[Stored data]
//! Service layer: report orchestration.
//!
//! [`DashboardService`] resolves the tenant scope through [`ScopeResolver`],
//! runs the aggregates against an [`crate::persistence::AnalyticsStore`]
//! and caches finished reports in an [`crate::cache::AnalyticsCache`].

pub mod dashboard_service;
pub mod fleet_reports;
pub mod scope_resolver;

pub use dashboard_service::{DashboardService, DashboardSettings};
pub use scope_resolver::ScopeResolver;
#[cfg(test)]
#[allow(clippy::panic)]
mod tests {
    use chrono::TimeZone;

    use super::*;

    fn defaults() -> FilterDefaults {
        let Some(now) = Utc.with_ymd_and_hms(2026, 10, 17, 4, 0, 0).single() else {
            panic!("invalid fixture instant");
        };
        FilterDefaults {
            timezone: chrono_tz::Asia::Manila,
            now,
        }
    }

    fn run(query: &str) -> DashboardFilter {
        normalize(&RawFilters::from_query(query), &defaults())
    }

    #[test]
    fn empty_query_gets_every_default() {
        let f = run("");
        assert_eq!(f.year, 2026);
        assert_eq!(f.company_id, None);
        assert_eq!(f.statuses, BookingStatus::DEFAULT_SET.to_vec());
        assert_eq!(f.date_field, DateField::ActualReturn);
        assert_eq!(f.preset, Preset::YearToDate);
        assert!(!f.use_payments);
        assert!(!f.include_trend);
        assert_eq!(f.timezone, chrono_tz::Asia::Manila);
        assert_eq!(f.granularity, Granularity::Day);
        assert_eq!((f.start_year, f.end_year), (2026, 2026));
        assert_eq!(f.limit, None);
    }

    #[test]
    fn flags_accept_tolerant_spellings() {
        assert!(run("use_payments=1").use_payments);
        assert!(run("use_payments=YES").use_payments);
        assert!(run("use_payments=on").use_payments);
        assert!(!run("use_payments=off").use_payments);
        assert!(!run("use_payments=maybe").use_payments);
    }

    #[test]
    fn equivalent_spellings_normalize_equal() {
        let a = run("include_trend=1&status[]=completed&status[]=ongoing&year=2024");
        let b = run("year=2024&statuses=Ongoing,Completed&include_trend=true");
        assert_eq!(a, b);
        assert_eq!(a.fingerprint(), b.fingerprint());
    }

    #[test]
    fn cancelled_is_never_kept() {
        let f = run("status[]=cancelled&status[]=completed");
        assert_eq!(f.statuses, vec![BookingStatus::Completed]);
    }

    #[test]
    fn only_invalid_statuses_fall_back_to_default() {
        assert_eq!(run("status=cancelled").statuses, BookingStatus::DEFAULT_SET.to_vec());
        assert_eq!(run("status=bogus").statuses, BookingStatus::DEFAULT_SET.to_vec());
    }

    #[test]
    fn custom_bounds_only_kept_for_custom_preset() {
        let f = run("preset=custom&start_date=2024-02-01&end_date=2024-02-29");
        assert_eq!(f.custom_start, NaiveDate::from_ymd_opt(2024, 2, 1));
        assert_eq!(f.custom_end, NaiveDate::from_ymd_opt(2024, 2, 29));

        let f = run("preset=last_30_days&start_date=2024-02-01");
        assert_eq!(f.preset, Preset::Last30Days);
        assert_eq!(f.custom_start, None);
    }

    #[test]
    fn unknown_values_fall_back() {
        let f = run("preset=fortnight&date_field=created_at&granularity=minute&timezone=Mars/Olympus&year=abc");
        assert_eq!(f.preset, Preset::YearToDate);
        assert_eq!(f.date_field, DateField::ActualReturn);
        assert_eq!(f.granularity, Granularity::Day);
        assert_eq!(f.timezone, chrono_tz::Asia::Manila);
        assert_eq!(f.year, 2026);
    }

    #[test]
    fn currency_must_be_three_letters() {
        assert_eq!(run("currency=usd").currency.as_deref(), Some("USD"));
        assert_eq!(run("currency=dollars").currency, None);
        assert_eq!(run("currency=U5D").currency, None);
    }

    #[test]
    fn ids_and_limit_must_be_positive() {
        let f = run("company_id=0&car_id=-3&limit=0");
        assert_eq!(f.company_id, None);
        assert_eq!(f.car_id, None);
        assert_eq!(f.limit, None);
        let f = run("company_id=12&car_id=7&limit=25");
        assert_eq!(f.company_id, Some(CompanyId::new(12)));
        assert_eq!(f.car_id, Some(CarId::new(7)));
        assert_eq!(f.limit, Some(25));
    }

    #[test]
    fn year_span_is_ordered_and_capped() {
        let f = run("start_year=2024&end_year=2020");
        assert_eq!((f.start_year, f.end_year), (2020, 2024));
        let f = run("start_year=2000&end_year=2024");
        assert_eq!((f.start_year, f.end_year), (2015, 2024));
    }

    #[test]
    fn last_value_wins_for_scalars() {
        assert_eq!(run("year=2023&year=2024&year=").year, 2024);
    }

    #[test]
    fn parse_flag_rejects_garbage() {
        assert_eq!(parse_flag("TRUE"), Some(true));
        assert_eq!(parse_flag("0"), Some(false));
        assert_eq!(parse_flag(""), None);
        assert_eq!(parse_flag("2"), None);
    }
}
//! REST endpoint handlers organized by resource.

pub mod dashboard;
pub mod system;

use axum::Router;

use crate::app_state::AppState;

/// Composes all resource routes under `/api/v1`.
pub fn routes() -> Router<AppState> {
    Router::new().merge(dashboard::routes())
}
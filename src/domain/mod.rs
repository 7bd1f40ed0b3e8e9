//! Domain layer: identifiers, records, filters and the pure analytics math.
//!
//! Nothing in this module performs I/O. Filter normalization, range
//! resolution, trend and utilization calculations are plain functions over
//! plain data so that every rounding and zero-division rule lives in one
//! place and is unit tested directly.

pub mod filter;
pub mod ids;
pub mod range;
pub mod records;
pub mod report;
pub mod scope;
pub mod trend;
pub mod utilization;

pub use filter::{DashboardFilter, DateField, FilterDefaults, Granularity, Preset, RawFilters};
pub use ids::{BookingId, CarId, CompanyId, TenantId};
pub use range::DateRange;
pub use records::{BookingStatus, PaymentStatus};
pub use report::{ReportKind, RevenueSource};
pub use scope::Scope;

WHAT IS EXPECTED: All the lines that hold the word "range" must appear in the answer, copied from the records.

SOLUTION FOR THIS EXERCISE:
//! Nothing in this module performs I/O. Filter normalization, range
pub mod range;
pub use range::DateRange;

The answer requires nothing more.